WORK REQUEST: Only these lines of the data below are wanted: the one with "pub(crate) fn from_json(key: &str, value: Value)", the one with "let object_id = ObjectId::new(object_id)?;", and any lines between them, each repeated exactly.

SUPPLIED DATA:
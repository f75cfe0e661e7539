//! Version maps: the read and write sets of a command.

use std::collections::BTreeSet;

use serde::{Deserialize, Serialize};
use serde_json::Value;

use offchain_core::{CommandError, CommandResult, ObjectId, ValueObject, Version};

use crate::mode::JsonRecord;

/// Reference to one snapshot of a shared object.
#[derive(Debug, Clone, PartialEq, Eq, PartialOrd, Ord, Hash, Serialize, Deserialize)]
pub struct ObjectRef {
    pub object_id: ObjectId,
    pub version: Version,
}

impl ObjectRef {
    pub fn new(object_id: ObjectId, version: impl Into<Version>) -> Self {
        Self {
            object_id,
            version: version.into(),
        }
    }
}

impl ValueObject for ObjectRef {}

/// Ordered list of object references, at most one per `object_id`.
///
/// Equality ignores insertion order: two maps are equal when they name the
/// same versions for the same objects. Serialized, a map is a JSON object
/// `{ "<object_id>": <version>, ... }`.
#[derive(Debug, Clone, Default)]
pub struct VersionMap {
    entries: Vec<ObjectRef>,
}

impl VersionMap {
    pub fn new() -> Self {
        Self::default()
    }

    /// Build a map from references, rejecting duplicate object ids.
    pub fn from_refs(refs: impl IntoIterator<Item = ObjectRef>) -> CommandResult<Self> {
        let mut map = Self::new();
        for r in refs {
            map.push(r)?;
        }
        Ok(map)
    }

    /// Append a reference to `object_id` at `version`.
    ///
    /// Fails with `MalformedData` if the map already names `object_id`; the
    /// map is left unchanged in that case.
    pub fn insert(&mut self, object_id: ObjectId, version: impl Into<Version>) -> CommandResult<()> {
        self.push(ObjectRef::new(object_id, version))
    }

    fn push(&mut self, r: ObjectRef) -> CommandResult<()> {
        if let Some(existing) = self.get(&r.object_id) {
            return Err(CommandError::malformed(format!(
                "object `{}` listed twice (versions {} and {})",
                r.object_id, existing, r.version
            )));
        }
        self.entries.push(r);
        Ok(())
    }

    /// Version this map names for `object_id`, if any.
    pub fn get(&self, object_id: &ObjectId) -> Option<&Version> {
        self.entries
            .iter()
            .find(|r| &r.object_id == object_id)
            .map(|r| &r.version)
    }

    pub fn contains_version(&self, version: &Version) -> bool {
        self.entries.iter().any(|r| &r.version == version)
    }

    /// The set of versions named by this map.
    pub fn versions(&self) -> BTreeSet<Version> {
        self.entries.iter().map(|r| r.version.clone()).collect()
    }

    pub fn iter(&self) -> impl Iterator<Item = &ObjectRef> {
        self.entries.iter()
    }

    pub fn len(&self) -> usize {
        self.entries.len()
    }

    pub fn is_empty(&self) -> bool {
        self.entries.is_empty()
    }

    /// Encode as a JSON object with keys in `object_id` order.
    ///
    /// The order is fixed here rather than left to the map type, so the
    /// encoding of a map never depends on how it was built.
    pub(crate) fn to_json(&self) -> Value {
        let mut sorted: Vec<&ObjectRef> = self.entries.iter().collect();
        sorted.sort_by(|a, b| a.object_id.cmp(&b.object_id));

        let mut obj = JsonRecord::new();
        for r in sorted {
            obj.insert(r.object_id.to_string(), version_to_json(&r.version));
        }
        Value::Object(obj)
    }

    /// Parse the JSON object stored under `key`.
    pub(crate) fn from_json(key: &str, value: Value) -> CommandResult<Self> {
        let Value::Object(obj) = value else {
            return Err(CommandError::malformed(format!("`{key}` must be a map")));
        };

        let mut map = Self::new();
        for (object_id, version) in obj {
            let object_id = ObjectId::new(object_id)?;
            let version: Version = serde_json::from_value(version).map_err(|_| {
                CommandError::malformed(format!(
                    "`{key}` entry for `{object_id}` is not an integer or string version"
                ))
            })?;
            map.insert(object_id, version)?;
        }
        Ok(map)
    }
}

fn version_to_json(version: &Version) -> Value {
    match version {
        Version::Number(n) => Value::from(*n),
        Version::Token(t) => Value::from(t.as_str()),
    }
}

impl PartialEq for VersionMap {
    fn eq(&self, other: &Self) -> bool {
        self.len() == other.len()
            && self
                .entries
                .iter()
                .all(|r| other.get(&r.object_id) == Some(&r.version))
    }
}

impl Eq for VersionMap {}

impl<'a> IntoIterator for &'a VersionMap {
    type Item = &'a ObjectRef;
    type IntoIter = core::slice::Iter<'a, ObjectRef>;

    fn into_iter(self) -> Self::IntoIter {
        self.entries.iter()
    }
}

* * *

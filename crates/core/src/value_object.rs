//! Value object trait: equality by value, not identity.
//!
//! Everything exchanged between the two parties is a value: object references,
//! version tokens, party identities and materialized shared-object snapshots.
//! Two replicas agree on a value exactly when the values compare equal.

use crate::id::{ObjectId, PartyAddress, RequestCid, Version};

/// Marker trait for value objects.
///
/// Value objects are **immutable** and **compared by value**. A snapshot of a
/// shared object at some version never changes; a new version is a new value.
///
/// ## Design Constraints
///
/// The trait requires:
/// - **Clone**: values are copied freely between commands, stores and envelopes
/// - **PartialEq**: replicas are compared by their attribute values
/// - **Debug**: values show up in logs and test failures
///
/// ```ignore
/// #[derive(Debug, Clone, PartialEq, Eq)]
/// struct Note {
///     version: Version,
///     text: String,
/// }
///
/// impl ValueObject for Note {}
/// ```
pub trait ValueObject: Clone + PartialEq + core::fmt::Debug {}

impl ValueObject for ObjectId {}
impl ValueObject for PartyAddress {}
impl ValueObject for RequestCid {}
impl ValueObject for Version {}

ANSWER TO THE EXERCISE:
    pub(crate) fn from_json(key: &str, value: Value) -> CommandResult<Self> {
        let Value::Object(obj) = value else {
            return Err(CommandError::malformed(format!("`{key}` must be a map")));
        };

        let mut map = Self::new();
        for (object_id, version) in obj {
            let object_id = ObjectId::new(object_id)?;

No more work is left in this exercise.